Add the following to build.gradle and you're ready to go.
build.gradle
apply plugin: 'java'
apply plugin: 'eclipse'
apply plugin: 'idea'
apply plugin: 'application'
repositories {
mavenCentral()
maven { url 'https://soracom.github.io/maven-repository/' }
maven { url 'http://4thline.org/m2/' } // <-add to
}
def INVENTORY_AGENT_VERSION="0.0.5"
dependencies {
compile "io.soracom:soracom-inventory-agent-for-java-core:$INVENTORY_AGENT_VERSION"
compile "org.fourthline.cling:cling-core:2.1.1" // <-add to
testCompile 'junit:junit:4.12'
}
jar {
manifest {
attributes "Main-Class": "App"
}
}
mainClassName = 'App'
Looking at some of the methods of ʻUpnpRenderingControlServiceObject` that I implemented, it looks like this.
UpnpRenderingControlServiceObject.java
/**
* Current audio volume of the renderer
**/
@Resource(resourceId = 2216, operation = Operation.Read)
public Long readVolume() {
ActionInvocation actionInvocation =
new ActionInvocation(renderingControlService.getAction(ACTION_GET_VOLUME));
actionInvocation.setInput(ARG_INSTANCE_ID, new UnsignedIntegerFourBytes(0));
actionInvocation.setInput(ARG_CHANNEL, VALUE_CHANNEL_MASTER);
Map<String, ActionArgumentValue> output = UpnpController.getInstance().executeUpnpAction(actionInvocation);
return ((UnsignedIntegerTwoBytes)output.get(ARG_CURRENT_VOLUME).getValue()).getValue();
}
/**
* Sets the renderer audio volume.
**/
@Resource(resourceId = 2430, operation = Operation.Execute)
public void executeSetVolume(String executeParameter) {
ActionInvocation setVolumeInvocation =
new ActionInvocation(renderingControlService.getAction(ACTION_SET_VOLUME));
setVolumeInvocation.setInput(ARG_INSTANCE_ID, new UnsignedIntegerFourBytes(0));
setVolumeInvocation.setInput(ARG_CHANNEL, VALUE_CHANNEL_MASTER);
setVolumeInvocation.setInput(ARG_DESIRED_VOLUME, new UnsignedIntegerTwoBytes(executeParameter));
UpnpController.getInstance().executeUpnpAction(setVolumeInvocation);
}
In short, it feels like converting the request received by LwM2M into the corresponding Action of UPnP. Both protocols have similar concepts of how to express the device, which is the basis, so conversion was relatively easy.

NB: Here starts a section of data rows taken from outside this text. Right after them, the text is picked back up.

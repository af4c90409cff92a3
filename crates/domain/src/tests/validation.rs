// Copyright (C) 2026 Fred Clausen
// Use of this source code is governed by an MIT-style
// license that can be found in the LICENSE file or at
// https://opensource.org/licenses/MIT.

use crate::{
    DomainError, MAX_DESCRIPTION_LENGTH, MAX_NAME_LENGTH, TenderEdit, TenderFields,
    validate_description, validate_identifier, validate_name, validate_service_type,
    validate_tender_edit, validate_tender_fields,
};

#[test]
fn test_validate_name_accepts_boundary_length() {
    let name: String = "n".repeat(MAX_NAME_LENGTH);
    assert!(validate_name(&name).is_ok());
}

#[test]
fn test_validate_name_rejects_too_long() {
    let name: String = "n".repeat(MAX_NAME_LENGTH + 1);
    assert!(matches!(
        validate_name(&name),
        Err(DomainError::InvalidName(_))
    ));
}

#[test]
fn test_validate_name_rejects_blank() {
    assert!(matches!(validate_name(""), Err(DomainError::InvalidName(_))));
    assert!(matches!(
        validate_name("   "),
        Err(DomainError::InvalidName(_))
    ));
}

#[test]
fn test_validate_name_counts_characters_not_bytes() {
    // 100 two-byte characters
    let name: String = "я".repeat(MAX_NAME_LENGTH);
    assert!(validate_name(&name).is_ok());
}

#[test]
fn test_validate_description_allows_empty() {
    assert!(validate_description("").is_ok());
}

#[test]
fn test_validate_description_rejects_too_long() {
    let description: String = "d".repeat(MAX_DESCRIPTION_LENGTH + 1);
    assert!(matches!(
        validate_description(&description),
        Err(DomainError::InvalidDescription(_))
    ));
}

#[test]
fn test_validate_service_type_rejects_blank() {
    assert!(matches!(
        validate_service_type(""),
        Err(DomainError::InvalidServiceType(_))
    ));
    assert!(validate_service_type("Delivery").is_ok());
}

#[test]
fn test_validate_identifier_names_field() {
    let result: Result<(), DomainError> = validate_identifier("organizationId", " ");
    assert_eq!(
        result,
        Err(DomainError::InvalidIdentifier {
            field: "organizationId"
        })
    );
    assert!(validate_identifier("organizationId", "org-1").is_ok());
}

#[test]
fn test_validate_tender_fields_reports_first_failure() {
    let fields: TenderFields = TenderFields::new("", &"d".repeat(600), "");
    assert!(matches!(
        validate_tender_fields(&fields),
        Err(DomainError::InvalidName(_))
    ));
}

#[test]
fn test_validate_tender_fields_accepts_valid() {
    let fields: TenderFields = TenderFields::new("Road repair", "Fix potholes", "Construction");
    assert!(validate_tender_fields(&fields).is_ok());
}

#[test]
fn test_validate_tender_edit_rejects_empty_edit() {
    assert_eq!(
        validate_tender_edit(&TenderEdit::default()),
        Err(DomainError::NoFieldsToUpdate)
    );
}

#[test]
fn test_validate_tender_edit_checks_only_provided_fields() {
    let edit: TenderEdit = TenderEdit {
        description: Some(String::from("new description")),
        ..TenderEdit::default()
    };
    assert!(validate_tender_edit(&edit).is_ok());

    let bad: TenderEdit = TenderEdit {
        service_type: Some(String::new()),
        ..TenderEdit::default()
    };
    assert!(matches!(
        validate_tender_edit(&bad),
        Err(DomainError::InvalidServiceType(_))
    ));
}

Here are the two files that have been implemented:
If you create an Agent that implements these two objects (and the basic Device object), you can register it in Inventory and operate it with the API and User Console.
This time I made it with the name MediaRendererAgent.
Although not listed here, if you find an UPnP device, create a separate class called ʻUpnpDeviceAgent` that corresponds to the Device object of LwM2M as a base class, and MediaRendererAgent inherits it and creates the two objects defined this time. It is designed to be added.
MediaRendererAgent.java
package org.yasukawa.inventory.upnp.media_renderer;
import org.fourthline.cling.model.meta.RemoteDevice;
import org.fourthline.cling.model.meta.Service;
import org.fourthline.cling.model.types.ServiceType;
import org.yasukawa.inventory.upnp.UpnpDeviceAgent;
public class MediaRendererAgent extends UpnpDeviceAgent {
public static final String MEDIA_RENDERER_DEVICE_TYPE = "urn:schemas-upnp-org:device:MediaRenderer:1";
public static final String RENDERING_CONTROL_SERVICE_TYPE = "urn:schemas-upnp-org:service:RenderingControl:1";
public static final String AV_TRANSPORT_SERVICE_TYPE = "urn:schemas-upnp-org:service:AVTransport:1";
public static final String ATTR_LAST_CHANGE = "LastChange";
public static final String ATTR_INSTANCE_ID = "InstanceID";
public MediaRendererAgent(RemoteDevice device){
super(device);
for ( Service service : device.getServices()){
System.out.println(service.getServiceType());
System.out.println(service.getServiceId());
}
super.initializer.addInstancesForObject(new UpnpRenderingControlServiceObject(
device.findService(ServiceType.valueOf(RENDERING_CONTROL_SERVICE_TYPE)))
);
super.initializer.addInstancesForObject(new UpnpAvTransportServiceObject(
device.findService(ServiceType.valueOf(AV_TRANSPORT_SERVICE_TYPE)))
);
}
}
4. After discovering the UPnP device, create an Inventory Agent and register it.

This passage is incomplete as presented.